= Beginning of Section =

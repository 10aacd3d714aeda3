//! The superblock: the volume header and the info record that follows it
//! inside block 0.

use super::alloc::Bitmap;
use super::layout::{
    Geometry, InodeCounter, InodeKind, InodeRecord, VolumeHeader, BLOCK_SIZE, ROOT_INODE,
};
use super::{FSError, FileSystem, FsConfig, MountPolicy, Result};
use crate::store::BlockStore;
use packed_struct::prelude::*;
use tracing::{debug, info, warn};

/// Inode counter and free-block bitmap.
#[derive(Debug, Clone, PartialEq, Eq)]
pub struct InfoRecord {
    /// Last inode number handed out. Only ever grows.
    pub inode_counter: u32,
    pub bitmap: Bitmap,
}

impl InfoRecord {
    /// Root already counted, reserved blocks already marked.
    pub fn fresh(geometry: &Geometry) -> Self {
        let mut bitmap = Bitmap::new(geometry.block_count);
        for block in 0..geometry.reserved_blocks() {
            bitmap.set(block);
        }
        Self {
            inode_counter: ROOT_INODE,
            bitmap,
        }
    }

    pub fn encode(&self) -> Result<Vec<u8>> {
        let counter = InodeCounter {
            last_inode: self.inode_counter,
        };
        let mut buf = Vec::with_capacity(InodeCounter::SIZE + self.bitmap.as_bytes().len());
        buf.extend_from_slice(&counter.pack()?);
        buf.extend_from_slice(self.bitmap.as_bytes());
        Ok(buf)
    }

    pub fn decode(bytes: &[u8], geometry: &Geometry) -> Result<Self> {
        assert!(bytes.len() >= geometry.info_len(), "info record truncated");
        let counter = InodeCounter::unpack_from_slice(&bytes[..InodeCounter::SIZE])?;
        Ok(Self {
            inode_counter: counter.last_inode,
            bitmap: Bitmap::from_bytes(&bytes[InodeCounter::SIZE..], geometry.block_count),
        })
    }
}

impl<S: BlockStore> FileSystem<S> {
    /// Opens the volume held by `store`. What happens when the store holds
    /// no recognizable volume depends on `config.policy`.
    pub fn mount(store: S, config: FsConfig) -> Result<Self> {
        let mut buf = [0; VolumeHeader::SIZE];
        store.read_at(0, &mut buf);
        let header = VolumeHeader::unpack(&buf)?;
        if header.is_current() {
            if let Some(geometry) = Geometry::from_header(&header, store.capacity()) {
                let info = InfoRecord::decode(
                    &store.read(Geometry::INFO_OFFSET, geometry.info_len()),
                    &geometry,
                )?;
                debug!(
                    "Mounted volume: {} blocks, inode counter at {}",
                    geometry.block_count, info.inode_counter
                );
                return Ok(Self {
                    store,
                    geometry,
                    info,
                });
            }
        }
        let reason = if header.is_current() {
            "geometry does not fit the store"
        } else {
            "bad magic or version"
        };
        match config.policy {
            MountPolicy::Strict => Err(FSError::UnrecognizedVolume(reason)),
            MountPolicy::FormatOnMismatch => {
                warn!("Did not find a volume on the store ({reason}), formatting");
                Self::format(store, config)
            }
        }
    }

    /// Lays out a fresh volume, discarding whatever the store held, and
    /// creates the root directory as inode 1.
    pub fn format(mut store: S, config: FsConfig) -> Result<Self> {
        let geometry = Geometry::for_capacity(store.capacity(), config.inode_table_blocks)?;
        let reserved = geometry.reserved_blocks() as usize * BLOCK_SIZE;
        store.write_at(0, &vec![0; reserved]);
        store.write_at(0, &VolumeHeader::new(&geometry).pack()?);

        let mut fs = Self {
            store,
            geometry,
            info: InfoRecord::fresh(&geometry),
        };
        let root = InodeRecord::new(ROOT_INODE, InodeKind::Directory);
        fs.write_slot(0, &root)?;
        fs.init_new_directory(root, root)?;
        fs.persist_info()?;
        info!(
            "Formatted volume with {} blocks ({} for data), {} inode slots",
            geometry.block_count,
            geometry.data_blocks(),
            geometry.inode_slots()
        );
        Ok(fs)
    }

    pub(crate) fn persist_info(&mut self) -> Result<()> {
        let encoded = self.info.encode()?;
        self.store.write_at(Geometry::INFO_OFFSET, &encoded);
        Ok(())
    }
}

= End of Section =

Exercise description → Matching lines for the string "impl": work out how many the records contain and write only the number.

Output for this exercise → 2